A educação no Brasil é a principal porta de entrada para a transformação social. Embora a jornada escolar formal comece cedo, esperando-se a alfabetização logo aos seis anos de idade, em um país continental, plural e miscigenado, o aprendizado não tem limite de idade.
Em Tapejara, essa realidade ganhou novos contornos. Estima-se que o município abrigue hoje mais de 5 mil venezuelanos, o que representa cerca de um a cada cinco moradores da cidade. Quando a Prefeitura Municipal implementou o programa Brasil Alfabetizado na Escola Severino Dalzotto, há um ano, não se imaginava a proporção da demanda da comunidade imigrante pelo projeto.

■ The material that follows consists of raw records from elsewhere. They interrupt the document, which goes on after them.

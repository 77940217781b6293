//! Gesture phase transitions
//!
//! The thumb is always in exactly one phase. Transitions are expressed as
//! `(state, event) -> Option<state>` so callers can pattern match:
//!
//! ```
//! use slidekit_core::events::event_types::*;
//! use slidekit_core::{GesturePhase, StateTransitions};
//!
//! let phase = GesturePhase::Idle;
//! assert_eq!(phase.on_event(DRAG_START), Some(GesturePhase::Dragging));
//! assert_eq!(phase.on_event(DRAG_END), None);
//! ```

use std::hash::Hash;

use crate::events::EventType;

/// State types that map events to transitions
pub trait StateTransitions:
    Clone + Copy + PartialEq + Eq + Hash + Send + Sync + std::fmt::Debug + 'static
{
    /// Handle an event and return the new state, or None if no transition
    fn on_event(&self, event: EventType) -> Option<Self>;
}

/// Phase of the draggable thumb
#[derive(Debug, Clone, Copy, PartialEq, Eq, Hash, Default)]
pub enum GesturePhase {
    /// Resting on an anchor
    #[default]
    Idle,
    /// Following the user's finger
    Dragging,
    /// Animating toward an anchor (after release or programmatically)
    Settling,
}

impl GesturePhase {
    pub fn is_dragging(&self) -> bool {
        matches!(self, GesturePhase::Dragging)
    }

    pub fn is_settling(&self) -> bool {
        matches!(self, GesturePhase::Settling)
    }
}

impl StateTransitions for GesturePhase {
    fn on_event(&self, event: EventType) -> Option<Self> {
        use crate::events::event_types::*;
        match (self, event) {
            // Grabbing the thumb interrupts any settle
            (GesturePhase::Idle, DRAG_START) => Some(GesturePhase::Dragging),
            (GesturePhase::Settling, DRAG_START) => Some(GesturePhase::Dragging),
            (GesturePhase::Dragging, DRAG_END) => Some(GesturePhase::Settling),
            // Programmatic transitions replace whatever is in flight
            (_, ANIMATE) => Some(GesturePhase::Settling),
            (GesturePhase::Settling, SETTLED) => Some(GesturePhase::Idle),
            (_, UNMOUNT) => Some(GesturePhase::Idle),
            _ => None,
        }
    }
}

Para a maioria dos alunos que agora concluem os anos iniciais do Ensino Fundamental, o retorno aos bancos escolares é um recomeço. Muitos deles já possuem formação superior ou especialização em seu país natal. Assim, voltar a estudar torna-se um exercício profundo de humildade e persistência diante de tantos outros desafios, como a repatriação de um lar, o choque cultural, as longas jornadas de trabalho e a busca por uma nova vida em solo brasileiro.
A cerimônia de formatura desta primeira etapa acontece no próximo dia 2 de julho, no Centro Cultural de Tapejara. E a jornada continua: para aqueles que seguirem firmes até o final do ano, o objetivo será a conquista do Ensino Fundamental completo.